| Work request |
The answer must be the full set of records, repeated exactly.
*** Supplied entries ***
use serde::{Deserialize, Serialize};

/// The weights of a single connectivity layer, indexed as `weights[source][dest]`.
#[derive(Debug, Clone, PartialEq, Serialize, Deserialize)]
pub struct LayerSnapshot {
    pub dim: (usize, usize),
    pub weights: Vec<Vec<f32>>,
}

/// A serializable copy of every weight of a model.
#[derive(Debug, Clone, PartialEq, Serialize, Deserialize)]
pub struct ModelSnapshot {
    pub layers: Vec<LayerSnapshot>,
}
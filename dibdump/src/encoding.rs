use std::{fmt, str::FromStr};

use serde::{Deserialize, Serialize};

use crate::{Bitmap, DibErr, Result, Rgb};

/// How the pixels of a bitmap map to perceptron activations.
///
/// Every channel value `c` becomes the activation `c / 255`, going back the activations are
/// clamped to `[0, 1]`, scaled by 255 and rounded.
#[derive(Debug, Default, Clone, Copy, PartialEq, Eq, Serialize, Deserialize)]
#[serde(rename_all = "snake_case")]
pub enum PixelEncoding {
    /// One activation per pixel, its Rec. 601 luma.
    #[default]
    Gray,
    /// Three activations per pixel in red, green, blue order.
    Rgb,
}

impl PixelEncoding {
    /// The amount of activations per pixel.
    pub fn channels(&self) -> usize {
        match self {
            PixelEncoding::Gray => 1,
            PixelEncoding::Rgb => 3,
        }
    }

    /// Returns the amount of activations a `width` by `height` image encodes to.
    pub fn activations(&self, width: u32, height: u32) -> usize {
        width as usize * height as usize * self.channels()
    }

    /// Encodes every pixel of `bitmap`, top row first.
    pub fn encode(&self, bitmap: &Bitmap) -> Vec<f32> {
        let pixels = bitmap.pixels();

        match self {
            PixelEncoding::Gray => pixels.iter().map(|&px| luma(px) / 255.).collect(),
            PixelEncoding::Rgb => pixels
                .iter()
                .flat_map(|px| [px.r, px.g, px.b])
                .map(|c| c as f32 / 255.)
                .collect(),
        }
    }

    /// Decodes `activations` into a `width` by `height` bitmap.
    ///
    /// # Returns
    /// The bitmap or an error if the amount of activations doesn't fill the image exactly.
    pub fn decode(&self, width: u32, height: u32, activations: &[f32]) -> Result<Bitmap> {
        let expected = self.activations(width, height);
        if activations.len() != expected {
            return Err(DibErr::ActivationCount {
                got: activations.len(),
                expected,
            });
        }

        let pixels = match self {
            PixelEncoding::Gray => activations.iter().map(|&a| Rgb::gray(level(a))).collect(),
            PixelEncoding::Rgb => activations
                .chunks_exact(3)
                .map(|c| Rgb::new(level(c[0]), level(c[1]), level(c[2])))
                .collect(),
        };

        Bitmap::new(width, height, pixels)
    }
}

impl fmt::Display for PixelEncoding {
    fn fmt(&self, f: &mut fmt::Formatter<'_>) -> fmt::Result {
        match self {
            PixelEncoding::Gray => write!(f, "gray"),
            PixelEncoding::Rgb => write!(f, "rgb"),
        }
    }
}

impl FromStr for PixelEncoding {
    type Err = String;

    fn from_str(s: &str) -> std::result::Result<Self, Self::Err> {
        match s.to_ascii_lowercase().as_str() {
            "gray" | "grey" => Ok(PixelEncoding::Gray),
            "rgb" => Ok(PixelEncoding::Rgb),
            other => Err(format!("unknown pixel encoding {other:?}, expected gray or rgb")),
        }
    }
}

fn luma(px: Rgb) -> f32 {
    0.299 * px.r as f32 + 0.587 * px.g as f32 + 0.114 * px.b as f32
}

/// Maps an activation back to a channel value, NaN goes to 0.
fn level(a: f32) -> u8 {
    if a.is_nan() {
        return 0;
    }

    (a.clamp(0., 1.) * 255.).round() as u8
}

#[cfg(test)]
mod tests {
    use super::*;

    #[test]
    fn gray_uses_luma() {
        let bitmap = Bitmap::new(
            3,
            1,
            vec![Rgb::gray(255), Rgb::new(255, 0, 0), Rgb::gray(0)],
        )
        .unwrap();

        let activations = PixelEncoding::Gray.encode(&bitmap);
        assert_eq!(activations.len(), 3);
        assert!((activations[0] - 1.).abs() < 1e-5);
        assert!((activations[1] - 0.299).abs() < 1e-5);
        assert_eq!(activations[2], 0.);
    }

    #[test]
    fn rgb_keeps_channel_order() {
        let bitmap = Bitmap::new(1, 1, vec![Rgb::new(255, 51, 0)]).unwrap();

        assert_eq!(PixelEncoding::Rgb.encode(&bitmap), vec![1., 0.2, 0.]);
    }

    #[test]
    fn decode_clamps_and_rounds() {
        let bitmap = PixelEncoding::Gray
            .decode(2, 2, &[-0.5, 0.5, 1.7, f32::NAN])
            .unwrap();

        let levels: Vec<u8> = bitmap.pixels().iter().map(|px| px.r).collect();
        assert_eq!(levels, vec![0, 128, 255, 0]);
        assert!(bitmap.pixels().iter().all(|px| px.r == px.g && px.g == px.b));
    }

    #[test]
    fn decode_rgb_groups_three_activations_per_pixel() {
        let bitmap = PixelEncoding::Rgb
            .decode(2, 1, &[1., 0., 0., 0., 0., 1.])
            .unwrap();

        assert_eq!(bitmap.pixels(), &[Rgb::new(255, 0, 0), Rgb::new(0, 0, 255)]);
    }

    #[test]
    fn decode_needs_exact_activation_count() {
        let err = PixelEncoding::Rgb.decode(2, 1, &[0.; 5]).unwrap_err();

        assert!(matches!(
            err,
            DibErr::ActivationCount {
                got: 5,
                expected: 6
            }
        ));
    }

    #[test]
    fn encodings_parse_and_serialize_by_name() {
        assert_eq!("RGB".parse::<PixelEncoding>(), Ok(PixelEncoding::Rgb));
        assert_eq!("gray".parse::<PixelEncoding>(), Ok(PixelEncoding::Gray));
        assert!("cmyk".parse::<PixelEncoding>().is_err());
        assert_eq!(PixelEncoding::Rgb.to_string(), "rgb");
    }
}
*** End of Supplied entries ***
| Solution to the exercise |
use serde::{Deserialize, Serialize};

/// The weights of a single connectivity layer, indexed as `weights[source][dest]`.
#[derive(Debug, Clone, PartialEq, Serialize, Deserialize)]
pub struct LayerSnapshot {
    pub dim: (usize, usize),
    pub weights: Vec<Vec<f32>>,
}

/// A serializable copy of every weight of a model.
#[derive(Debug, Clone, PartialEq, Serialize, Deserialize)]
pub struct ModelSnapshot {
    pub layers: Vec<LayerSnapshot>,
}
filename dibdump/src/encoding.rs
use std::{fmt, str::FromStr};

use serde::{Deserialize, Serialize};

use crate::{Bitmap, DibErr, Result, Rgb};

/// How the pixels of a bitmap map to perceptron activations.
///
/// Every channel value `c` becomes the activation `c / 255`, going back the activations are
/// clamped to `[0, 1]`, scaled by 255 and rounded.
#[derive(Debug, Default, Clone, Copy, PartialEq, Eq, Serialize, Deserialize)]
#[serde(rename_all = "snake_case")]
pub enum PixelEncoding {
    /// One activation per pixel, its Rec. 601 luma.
    #[default]
    Gray,
    /// Three activations per pixel in red, green, blue order.
    Rgb,
}

impl PixelEncoding {
    /// The amount of activations per pixel.
    pub fn channels(&self) -> usize {
        match self {
            PixelEncoding::Gray => 1,
            PixelEncoding::Rgb => 3,
        }
    }

    /// Returns the amount of activations a `width` by `height` image encodes to.
    pub fn activations(&self, width: u32, height: u32) -> usize {
        width as usize * height as usize * self.channels()
    }

    /// Encodes every pixel of `bitmap`, top row first.
    pub fn encode(&self, bitmap: &Bitmap) -> Vec<f32> {
        let pixels = bitmap.pixels();

        match self {
            PixelEncoding::Gray => pixels.iter().map(|&px| luma(px) / 255.).collect(),
            PixelEncoding::Rgb => pixels
                .iter()
                .flat_map(|px| [px.r, px.g, px.b])
                .map(|c| c as f32 / 255.)
                .collect(),
        }
    }

    /// Decodes `activations` into a `width` by `height` bitmap.
    ///
    /// # Returns
    /// The bitmap or an error if the amount of activations doesn't fill the image exactly.
    pub fn decode(&self, width: u32, height: u32, activations: &[f32]) -> Result<Bitmap> {
        let expected = self.activations(width, height);
        if activations.len() != expected {
            return Err(DibErr::ActivationCount {
                got: activations.len(),
                expected,
            });
        }

        let pixels = match self {
            PixelEncoding::Gray => activations.iter().map(|&a| Rgb::gray(level(a))).collect(),
            PixelEncoding::Rgb => activations
                .chunks_exact(3)
                .map(|c| Rgb::new(level(c[0]), level(c[1]), level(c[2])))
                .collect(),
        };

        Bitmap::new(width, height, pixels)
    }
}

impl fmt::Display for PixelEncoding {
    fn fmt(&self, f: &mut fmt::Formatter<'_>) -> fmt::Result {
        match self {
            PixelEncoding::Gray => write!(f, "gray"),
            PixelEncoding::Rgb => write!(f, "rgb"),
        }
    }
}

impl FromStr for PixelEncoding {
    type Err = String;

    fn from_str(s: &str) -> std::result::Result<Self, Self::Err> {
        match s.to_ascii_lowercase().as_str() {
            "gray" | "grey" => Ok(PixelEncoding::Gray),
            "rgb" => Ok(PixelEncoding::Rgb),
            other => Err(format!("unknown pixel encoding {other:?}, expected gray or rgb")),
        }
    }
}

fn luma(px: Rgb) -> f32 {
    0.299 * px.r as f32 + 0.587 * px.g as f32 + 0.114 * px.b as f32
}

/// Maps an activation back to a channel value, NaN goes to 0.
fn level(a: f32) -> u8 {
    if a.is_nan() {
        return 0;
    }

    (a.clamp(0., 1.) * 255.).round() as u8
}

#[cfg(test)]
mod tests {
    use super::*;

    #[test]
    fn gray_uses_luma() {
        let bitmap = Bitmap::new(
            3,
            1,
            vec![Rgb::gray(255), Rgb::new(255, 0, 0), Rgb::gray(0)],
        )
        .unwrap();

        let activations = PixelEncoding::Gray.encode(&bitmap);
        assert_eq!(activations.len(), 3);
        assert!((activations[0] - 1.).abs() < 1e-5);
        assert!((activations[1] - 0.299).abs() < 1e-5);
        assert_eq!(activations[2], 0.);
    }

    #[test]
    fn rgb_keeps_channel_order() {
        let bitmap = Bitmap::new(1, 1, vec![Rgb::new(255, 51, 0)]).unwrap();

        assert_eq!(PixelEncoding::Rgb.encode(&bitmap), vec![1., 0.2, 0.]);
    }

    #[test]
    fn decode_clamps_and_rounds() {
        let bitmap = PixelEncoding::Gray
            .decode(2, 2, &[-0.5, 0.5, 1.7, f32::NAN])
            .unwrap();

        let levels: Vec<u8> = bitmap.pixels().iter().map(|px| px.r).collect();
        assert_eq!(levels, vec![0, 128, 255, 0]);
        assert!(bitmap.pixels().iter().all(|px| px.r == px.g && px.g == px.b));
    }

    #[test]
    fn decode_rgb_groups_three_activations_per_pixel() {
        let bitmap = PixelEncoding::Rgb
            .decode(2, 1, &[1., 0., 0., 0., 0., 1.])
            .unwrap();

        assert_eq!(bitmap.pixels(), &[Rgb::new(255, 0, 0), Rgb::new(0, 0, 255)]);
    }

    #[test]
    fn decode_needs_exact_activation_count() {
        let err = PixelEncoding::Rgb.decode(2, 1, &[0.; 5]).unwrap_err();

        assert!(matches!(
            err,
            DibErr::ActivationCount {
                got: 5,
                expected: 6
            }
        ));
    }

    #[test]
    fn encodings_parse_and_serialize_by_name() {
        assert_eq!("RGB".parse::<PixelEncoding>(), Ok(PixelEncoding::Rgb));
        assert_eq!("gray".parse::<PixelEncoding>(), Ok(PixelEncoding::Gray));
        assert!("cmyk".parse::<PixelEncoding>().is_err());
        assert_eq!(PixelEncoding::Rgb.to_string(), "rgb");
    }
}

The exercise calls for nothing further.